This weekend, I spent an afternoon with some staff and volunteers from the Children's Blood and Cancer Center as they took 30 kids from the Hungry Bunch teen support group on a weekend camping trip.
The drive there included a 15-mile stretch of prototypical two-lane Texas hill country highway: A mile will go by so desolate and devoid of life that you find yourself blowing off the idea of an encroaching overpopulation problem, while jaundiced weed growth in parched soil dominates the next mile. But just as you begin to feel desperate and alone, you curl a corner ... and Texas opens its glorious vault for you. A vast Utopian landscape appears in layers: swimming pool-blue skies sparkle over broccoli green shrubbery, hillsides undulate with a lazy camber over sprawling, sun-sweetened plains, and livestock graze behind long, sturdy wooden fences that are just uneven enough to have been the product of a rancher's busy hands.
This is a peaceful kingdom; this is the Texas non-Texans hear so much about.
Set within this inspiring terrain is the aptly named Peaceable Kingdom Retreat For Children, about an hour north of Austin.
Established in 1984 by Jim and Daurice Bowmer for chronically ill children and their families, this 120-acre hill country retreat was designed around, and is in operation specifically for, groups representing special-needs kids.
Run by Variety, the children's charity of Texas, Peaceable Kingdom currently serves more than 5,000 children each year.
The CBCC's trip is sponsored by both Superhero Kids, which I profiled here last week, and the Jennifer Wilks Foundation.
I was at the camp to interview a couple of the volunteer camp counselors, and happened to arrive as their group was heading out to take part in the zipline.
There are three ways to the top of that tower: by climbing the wall (below), by taking the back ladder, or if you are unable to do either of these, the third option is to take the "elevator."
Either way, there's only one way down.
The "elevator" is actually your fellow campmates, who work together to pull you to the top.
Everyone who rode the zipline had different reactions — some loved it, some didn't — but they all shared at least one experience, and this was visible to me in the full range of photos.
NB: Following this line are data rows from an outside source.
//! Postgres-backed owner directory (`owners` table).

use sqlx::{PgPool, Row};
use std::sync::Arc;
use tracing::instrument;

use walletd_core::OwnerId;
use walletd_wallet::OwnerProfile;

use super::{OwnerDirectory, OwnerDirectoryError};

const SCHEMA: &str = r#"
CREATE TABLE IF NOT EXISTS owners (
    id    TEXT PRIMARY KEY,
    name  TEXT NOT NULL
);
"#;

#[derive(Debug, Clone)]
pub struct PostgresOwnerDirectory {
    pool: Arc<PgPool>,
}

impl PostgresOwnerDirectory {
    pub fn new(pool: PgPool) -> Self {
        Self {
            pool: Arc::new(pool),
        }
    }

    pub async fn ensure_schema(&self) -> Result<(), OwnerDirectoryError> {
        sqlx::raw_sql(SCHEMA)
            .execute(&*self.pool)
            .await
            .map_err(|e| unavailable("ensure_schema", e))?;
        Ok(())
    }
}

#[async_trait::async_trait]
impl OwnerDirectory for PostgresOwnerDirectory {
    #[instrument(skip(self), fields(owner_id = %owner_id), err)]
    async fn get_owner(&self, owner_id: &OwnerId) -> Result<OwnerProfile, OwnerDirectoryError> {
        let row = sqlx::query("SELECT name FROM owners WHERE id = $1")
            .bind(owner_id.as_str())
            .fetch_optional(&*self.pool)
            .await
            .map_err(|e| unavailable("get_owner", e))?
            .ok_or_else(|| OwnerDirectoryError::NotFound(owner_id.clone()))?;

        let name: String = row.try_get("name").map_err(|e| unavailable("get_owner", e))?;
        Ok(OwnerProfile {
            id: owner_id.clone(),
            name,
        })
    }

    #[instrument(skip(self, profile), fields(owner_id = %profile.id), err)]
    async fn register_owner(&self, profile: OwnerProfile) -> Result<OwnerProfile, OwnerDirectoryError> {
        // The no-op update makes RETURNING yield the existing row on conflict.
        let row = sqlx::query(
            r#"
            INSERT INTO owners (id, name)
            VALUES ($1, $2)
            ON CONFLICT (id) DO UPDATE SET id = EXCLUDED.id
            RETURNING name
            "#,
        )
        .bind(profile.id.as_str())
        .bind(&profile.name)
        .fetch_one(&*self.pool)
        .await
        .map_err(|e| unavailable("register_owner", e))?;

        let name: String = row.try_get("name").map_err(|e| unavailable("register_owner", e))?;
        Ok(OwnerProfile { id: profile.id, name })
    }
}

fn unavailable(operation: &str, err: sqlx::Error) -> OwnerDirectoryError {
    OwnerDirectoryError::Unavailable(format!("sqlx error in {operation}: {err}"))
}
//! Votdub - Automated YouTube Voice-over Translation Workflow
//!
//! A workflow for producing a translated-audio rendition of a YouTube video
//! using yt-dlp, vot-cli, and ffmpeg.

pub mod cleanup;
pub mod cli;
pub mod command;
pub mod config;
pub mod error;
pub mod fetch;
pub mod media;
pub mod pipeline;
pub mod translate;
There is a moment immediately on leaving the platform that feels like an unsupported freefall. Whether told to expect it or not, few seemed entirely ready for it.
However, if the zipline began with a shot of panic, it often ended in Heisman trophy-like celebration.
They also took part in art therapy, archery and other activities. For many of the teenage members of the Hungry Bunch, events like this weekend retreat, and like the Prom, are rare, highly prized and appreciated opportunities for them to be young and care-free - a state of mind typically taken for granted, and one that cancer tries so hard to take from them.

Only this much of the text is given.